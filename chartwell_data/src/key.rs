// Copyright 2025 the Chartwell Authors
// SPDX-License-Identifier: Apache-2.0 OR MIT

//! Row key extraction and date-time parsing.

use alloc::string::String;

use chrono::{DateTime, NaiveDate, NaiveDateTime, NaiveTime};

use crate::value::{FieldKey, Value};

const MS_PER_HOUR: f64 = 3_600_000.0;

const FALLBACK_DATE_TIMES: [&str; 4] = [
    "%Y-%m-%dT%H:%M:%S%.f",
    "%Y-%m-%d %H:%M:%S%.f",
    "%Y-%m-%d %H:%M",
    "%Y/%m/%d %H:%M:%S",
];
const FALLBACK_DATES: [&str; 2] = ["%Y-%m-%d", "%Y/%m/%d"];

/// How a table turns raw rows into keyed rows.
///
/// # Example
///
/// ```
/// use chartwell_data::{TableConfig, Value};
///
/// let config = TableConfig::new()
///     .with_key_column("date")
///     .with_date_time_pattern("%d.%m.%Y");
/// let key = config.parse_key(Some(&Value::from("02.01.2000"))).unwrap();
/// assert_eq!(key, 946_771_200_000.0);
/// ```
#[derive(Clone, Debug, PartialEq)]
pub struct TableConfig {
    /// Field holding the row key. Defaults to column 0.
    pub key_column: FieldKey,
    /// `chrono` format string tried first for text keys.
    pub date_time_pattern: Option<String>,
    /// Hours added to every parsed key.
    pub time_offset_hours: f64,
    /// Day (UTC milliseconds) that time-only keys are placed on.
    pub base_date: Option<f64>,
}

impl Default for TableConfig {
    fn default() -> Self {
        Self::new()
    }
}

impl TableConfig {
    /// Creates a config keyed on column 0 with no pattern and no offset.
    #[must_use]
    pub const fn new() -> Self {
        Self {
            key_column: FieldKey::Index(0),
            date_time_pattern: None,
            time_offset_hours: 0.0,
            base_date: None,
        }
    }

    /// Sets the key column.
    #[must_use]
    pub fn with_key_column(mut self, column: impl Into<FieldKey>) -> Self {
        self.key_column = column.into();
        self
    }

    /// Sets the date-time pattern.
    #[must_use]
    pub fn with_date_time_pattern(mut self, pattern: impl Into<String>) -> Self {
        self.date_time_pattern = Some(pattern.into());
        self
    }

    /// Sets the time offset in hours.
    #[must_use]
    pub const fn with_time_offset_hours(mut self, hours: f64) -> Self {
        self.time_offset_hours = hours;
        self
    }

    /// Sets the base date for time-only keys.
    #[must_use]
    pub const fn with_base_date(mut self, base_ms: f64) -> Self {
        self.base_date = Some(base_ms);
        self
    }

    /// Parses a raw key value to UTC milliseconds plus the configured offset.
    ///
    /// Numbers pass through. Text is tried against the configured pattern,
    /// then as a number, then against RFC 3339 and a few common layouts.
    /// Returns `None` for anything that does not yield a finite key.
    #[must_use]
    pub fn parse_key(&self, raw: Option<&Value>) -> Option<f64> {
        let key = match raw? {
            Value::Number(n) => *n,
            Value::Text(text) => self.parse_text(text.trim())?,
            Value::Null | Value::Bool(_) => return None,
        };
        let key = key + self.time_offset_hours * MS_PER_HOUR;
        key.is_finite().then_some(key)
    }

    fn parse_text(&self, text: &str) -> Option<f64> {
        if let Some(pattern) = &self.date_time_pattern
            && let Some(ms) = self.parse_with(text, pattern)
        {
            return Some(ms);
        }
        if let Ok(n) = text.parse::<f64>() {
            return Some(n);
        }
        if let Ok(dt) = DateTime::parse_from_rfc3339(text) {
            return Some(millis(dt.timestamp_millis()));
        }
        FALLBACK_DATE_TIMES
            .iter()
            .chain(FALLBACK_DATES.iter())
            .find_map(|pattern| self.parse_with(text, pattern))
    }

    fn parse_with(&self, text: &str, pattern: &str) -> Option<f64> {
        if let Ok(dt) = NaiveDateTime::parse_from_str(text, pattern) {
            return Some(millis(dt.and_utc().timestamp_millis()));
        }
        if let Ok(date) = NaiveDate::parse_from_str(text, pattern) {
            return Some(millis(date.and_time(NaiveTime::MIN).and_utc().timestamp_millis()));
        }
        let time = NaiveTime::parse_from_str(text, pattern).ok()?;
        let midnight = time.signed_duration_since(NaiveTime::MIN);
        Some(self.base_date.unwrap_or(0.0) + millis(midnight.num_milliseconds()))
    }
}

fn millis(ms: i64) -> f64 {
    ms as f64
}

#[cfg(test)]
mod tests {
    use super::*;

    #[test]
    fn numbers_and_numeric_text_pass_through() {
        let c = TableConfig::new();
        assert_eq!(c.parse_key(Some(&Value::from(5.0))), Some(5.0));
        assert_eq!(c.parse_key(Some(&Value::from(" 7 "))), Some(7.0));
        assert_eq!(c.parse_key(Some(&Value::Null)), None);
        assert_eq!(c.parse_key(None), None);
        assert_eq!(c.parse_key(Some(&Value::from(f64::NAN))), None);
        assert_eq!(c.parse_key(Some(&Value::from("not a date"))), None);
    }

    #[test]
    fn fallback_layouts_and_offset() {
        let c = TableConfig::new().with_time_offset_hours(1.0);
        let base = 946_684_800_000.0;
        assert_eq!(c.parse_key(Some(&Value::from("2000-01-01"))), Some(base + 3_600_000.0));
        assert_eq!(
            c.parse_key(Some(&Value::from("2000-01-01T00:00:01Z"))),
            Some(base + 3_601_000.0)
        );
        assert_eq!(
            c.parse_key(Some(&Value::from("2000-01-01 00:01"))),
            Some(base + 3_660_000.0)
        );
    }

    #[test]
    fn time_only_pattern_uses_base_date() {
        let c = TableConfig::new()
            .with_date_time_pattern("%H:%M")
            .with_base_date(1000.0);
        assert_eq!(c.parse_key(Some(&Value::from("01:30"))), Some(1000.0 + 5_400_000.0));
    }
}
use futures::TryStreamExt;
use mongodb::bson::{doc, Document};
use serde::de::DeserializeOwned;

use crate::error::AppError;

/// Build a filter matching documents whose `field` contains `query` as a
/// case-insensitive substring. The query is escaped, so regex metacharacters
/// in user input match literally.
pub(crate) fn contains_ci(field: &str, query: &str) -> Document {
    let mut filter = Document::new();
    filter.insert(
        field,
        doc! {
            "$regex": regex::escape(query),
            "$options": "i",
        },
    );
    filter
}

/// Drain a cursor into a `Vec`, mapping driver errors to [`AppError::Database`].
pub(crate) async fn collect_all<T>(cursor: mongodb::Cursor<T>) -> Result<Vec<T>, AppError>
where
    T: DeserializeOwned + Send + Sync + Unpin,
{
    cursor
        .try_collect()
        .await
        .map_err(|e| AppError::Database(e.to_string()))
}
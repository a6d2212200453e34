use chrono::{DateTime, Utc};
use serde::{Deserialize, Serialize};

/// A blog post stored in the `blog_posts` collection.
#[derive(Debug, Clone, PartialEq, Serialize, Deserialize)]
pub struct BlogPost {
    #[serde(rename = "_id")]
    pub id: i64,
    /// Human-readable title.
    pub title: String,
    /// URL-safe slug, unique per post.
    pub slug: String,
    /// HTML body.
    pub content: String,
    /// Optional Markdown source; preferred over `content` when rendering.
    #[serde(default)]
    pub markdown_content: Option<String>,
    /// Short summary shown in listings.
    #[serde(default)]
    pub excerpt: Option<String>,
    #[serde(default)]
    pub featured_image: Option<String>,
    #[serde(default)]
    pub is_published: bool,
    /// Publication time. Stored as a BSON date so range filters compare correctly.
    #[serde(default, with = "optional_bson_datetime")]
    pub published_at: Option<DateTime<Utc>>,
}

impl BlogPost {
    /// A post is public once it is flagged published and its publication time has passed.
    pub fn is_visible_at(&self, now: DateTime<Utc>) -> bool {
        self.is_published && self.published_at.is_some_and(|at| at <= now)
    }

    /// Case-insensitive substring match on title, body and summary.
    pub fn matches(&self, query: &str) -> bool {
        let needle = query.to_lowercase();
        self.title.to_lowercase().contains(&needle)
            || self.content.to_lowercase().contains(&needle)
            || self
                .excerpt
                .as_deref()
                .is_some_and(|e| e.to_lowercase().contains(&needle))
    }
}

/// A portfolio project stored in the `projects` collection.
#[derive(Debug, Clone, PartialEq, Serialize, Deserialize)]
pub struct Project {
    #[serde(rename = "_id")]
    pub id: i64,
    pub title: String,
    pub description: String,
    #[serde(default)]
    pub markdown_content: Option<String>,
    /// Technology tags, in display order.
    #[serde(default)]
    pub technologies: Vec<String>,
    #[serde(default)]
    pub image: Option<String>,
    #[serde(default)]
    pub live_url: Option<String>,
    #[serde(default)]
    pub github_url: Option<String>,
    #[serde(default)]
    pub is_featured: bool,
    /// Listing order, ascending.
    #[serde(default)]
    pub sort_order: i32,
}

impl Project {
    /// Case-insensitive substring match on title and description, or an
    /// exact (case-sensitive) match against one of the technology tags.
    pub fn matches(&self, query: &str) -> bool {
        let needle = query.to_lowercase();
        self.title.to_lowercase().contains(&needle)
            || self.description.to_lowercase().contains(&needle)
            || self.technologies.iter().any(|t| t == query)
    }
}

/// A CV stored in the `cvs` collection.
#[derive(Debug, Clone, PartialEq, Serialize, Deserialize)]
pub struct Cv {
    #[serde(rename = "_id")]
    pub id: i64,
    pub title: String,
    /// HTML body, if any.
    #[serde(default)]
    pub content: Option<String>,
    #[serde(default)]
    pub markdown_content: Option<String>,
    /// Path of a downloadable file (PDF), if any.
    #[serde(default)]
    pub file_path: Option<String>,
    #[serde(default)]
    pub is_active: bool,
}

impl Cv {
    pub fn matches(&self, query: &str) -> bool {
        let needle = query.to_lowercase();
        self.title.to_lowercase().contains(&needle)
            || self
                .content
                .as_deref()
                .is_some_and(|c| c.to_lowercase().contains(&needle))
    }
}

/// Serde adapter storing `Option<DateTime<Utc>>` as a native BSON date.
pub(crate) mod optional_bson_datetime {
    use bson::DateTime as BsonDateTime;
    use chrono::{DateTime, Utc};
    use serde::{Deserialize, Deserializer, Serialize, Serializer};

    pub fn serialize<S>(value: &Option<DateTime<Utc>>, serializer: S) -> Result<S::Ok, S::Error>
    where
        S: Serializer,
    {
        match value {
            Some(dt) => BsonDateTime::from_chrono(*dt).serialize(serializer),
            None => serializer.serialize_none(),
        }
    }

    pub fn deserialize<'de, D>(deserializer: D) -> Result<Option<DateTime<Utc>>, D::Error>
    where
        D: Deserializer<'de>,
    {
        Ok(Option::<BsonDateTime>::deserialize(deserializer)?.map(|dt| dt.to_chrono()))
    }
}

◇ ◇ ◇ ◇ ◇ ◇ ◇

**WORK TO COMPLETE**
Would you copy, unchanged, the stretch of the records above that begins at the line containing "let midnight = time.signed_duration_since(NaiveTime::MIN);" and ends at the line containing "so regex metacharacters", and only that?

**OUTPUT FOR THIS EXERCISE**
        let midnight = time.signed_duration_since(NaiveTime::MIN);
        Some(self.base_date.unwrap_or(0.0) + millis(midnight.num_milliseconds()))
    }
}

fn millis(ms: i64) -> f64 {
    ms as f64
}

#[cfg(test)]
mod tests {
    use super::*;

    #[test]
    fn numbers_and_numeric_text_pass_through() {
        let c = TableConfig::new();
        assert_eq!(c.parse_key(Some(&Value::from(5.0))), Some(5.0));
        assert_eq!(c.parse_key(Some(&Value::from(" 7 "))), Some(7.0));
        assert_eq!(c.parse_key(Some(&Value::Null)), None);
        assert_eq!(c.parse_key(None), None);
        assert_eq!(c.parse_key(Some(&Value::from(f64::NAN))), None);
        assert_eq!(c.parse_key(Some(&Value::from("not a date"))), None);
    }

    #[test]
    fn fallback_layouts_and_offset() {
        let c = TableConfig::new().with_time_offset_hours(1.0);
        let base = 946_684_800_000.0;
        assert_eq!(c.parse_key(Some(&Value::from("2000-01-01"))), Some(base + 3_600_000.0));
        assert_eq!(
            c.parse_key(Some(&Value::from("2000-01-01T00:00:01Z"))),
            Some(base + 3_601_000.0)
        );
        assert_eq!(
            c.parse_key(Some(&Value::from("2000-01-01 00:01"))),
            Some(base + 3_660_000.0)
        );
    }

    #[test]
    fn time_only_pattern_uses_base_date() {
        let c = TableConfig::new()
            .with_date_time_pattern("%H:%M")
            .with_base_date(1000.0);
        assert_eq!(c.parse_key(Some(&Value::from("01:30"))), Some(1000.0 + 5_400_000.0));
    }
}
use futures::TryStreamExt;
use mongodb::bson::{doc, Document};
use serde::de::DeserializeOwned;

use crate::error::AppError;

/// Build a filter matching documents whose `field` contains `query` as a
/// case-insensitive substring. The query is escaped, so regex metacharacters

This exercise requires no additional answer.